23H15. En chausson, je dévale les
escaliers et me rue vers ma boulangerie pour acheter des chewing-gums. Trop
tard c’est fermé. Depuis plus de trois heures. J’aurai du faire plus vite.
23H16. J’ouvre la bouche pour y
mettre le plus de lessive liquide possible,je veux battre le record de lessive
transportable dans une cavité buccale, la semaine dernière j’y étais presque,
j’échouais à un grain. C’était de la lessive en poudre.
23H17. Je constate avec stupéfaction
que tous mes habits sont devenus blancs. Tous mes vêtements sont devenus
blancs. Tous mes vêtements sont devenus blancs. Je ne cesserai de le dire. Ca
ne veut pas rentrer dans mon réseau de signifiants. Tous mes vêtements sont
devenus blancs. Tous mes vêtements sont devenus blancs.
23H19 : Marre de la farine,
je sniffe de la cocaïne. Je vois la lune et le gâteau dans le four, le paquet
de poudre blanche, le sucre glacé et trop tard je ne sais plus quoi est quoi,
j’ouvre le four et me jette sur le gâteau, le dévore et meurs.

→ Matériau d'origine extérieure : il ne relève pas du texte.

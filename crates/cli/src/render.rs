//! Board rendering for the `d` command.

use colored::{ColoredString, Colorize};
use xiangqi_core::Board;
use xiangqi_core::board::{FILE_NB, RANK_NB, make_square};
use xiangqi_core::types::{Color, Piece};

const SEPARATOR: &str = " +---+---+---+---+---+---+---+---+---+";

fn piece_symbol(piece: Option<Piece>) -> ColoredString {
    match piece {
        None => " ".normal(),
        Some(p) => {
            let c = p.to_char().to_string();
            match p.color {
                Color::White => c.red().bold(),
                Color::Black => c.bold(),
            }
        }
    }
}

/// Draws `board` with White at the bottom, followed by its FEN.
pub fn board_to_string(board: &Board) -> String {
    let mut out = String::new();
    out.push_str(SEPARATOR);
    out.push('\n');
    for rank in (0..RANK_NB).rev() {
        for file in 0..FILE_NB {
            let symbol = piece_symbol(board.piece_on(make_square(rank, file)));
            out.push_str(&format!(" | {symbol}"));
        }
        out.push_str(&format!(" | {rank}\n"));
        out.push_str(SEPARATOR);
        out.push('\n');
    }
    out.push_str("   a   b   c   d   e   f   g   h   i\n\n");
    out.push_str(&format!("Fen: {}\n", board.fen()));
    out.push_str(&format!(
        "Side to move: {}{}",
        board.side_to_move(),
        if board.in_check() { " (in check)" } else { "" }
    ));
    out
}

23H20. J’écris depuis l’autre
côté parce que je me suis engagé à le faire. Je ne suis pas une lichette. Mon
nouveau statut me donne tous les droits et me permet les pires écarts avec la
vie. Je me jette par la fenêtre et m’écrase dix-huit étages plus bas. Ca
s’arrêtera comme ça à commencé par un frigo d’où le lait déborde.
23H22. Je suis dans une ambulance
attaché, ils ne me prennent pas au sérieux, c’est pourquoi je continue à écrire
sur microfilms nanomachineux. Je recrute une équipe d’un million de yen pour
venir me sauver. Je recrute je recrute je recrute. Les virages que
l’ambulancier ne sait pas si bien prendre me remuent les tripes et m’arrachent
le peu de vie qu’il me reste, du fond des tripes les petits bonbons ressortent.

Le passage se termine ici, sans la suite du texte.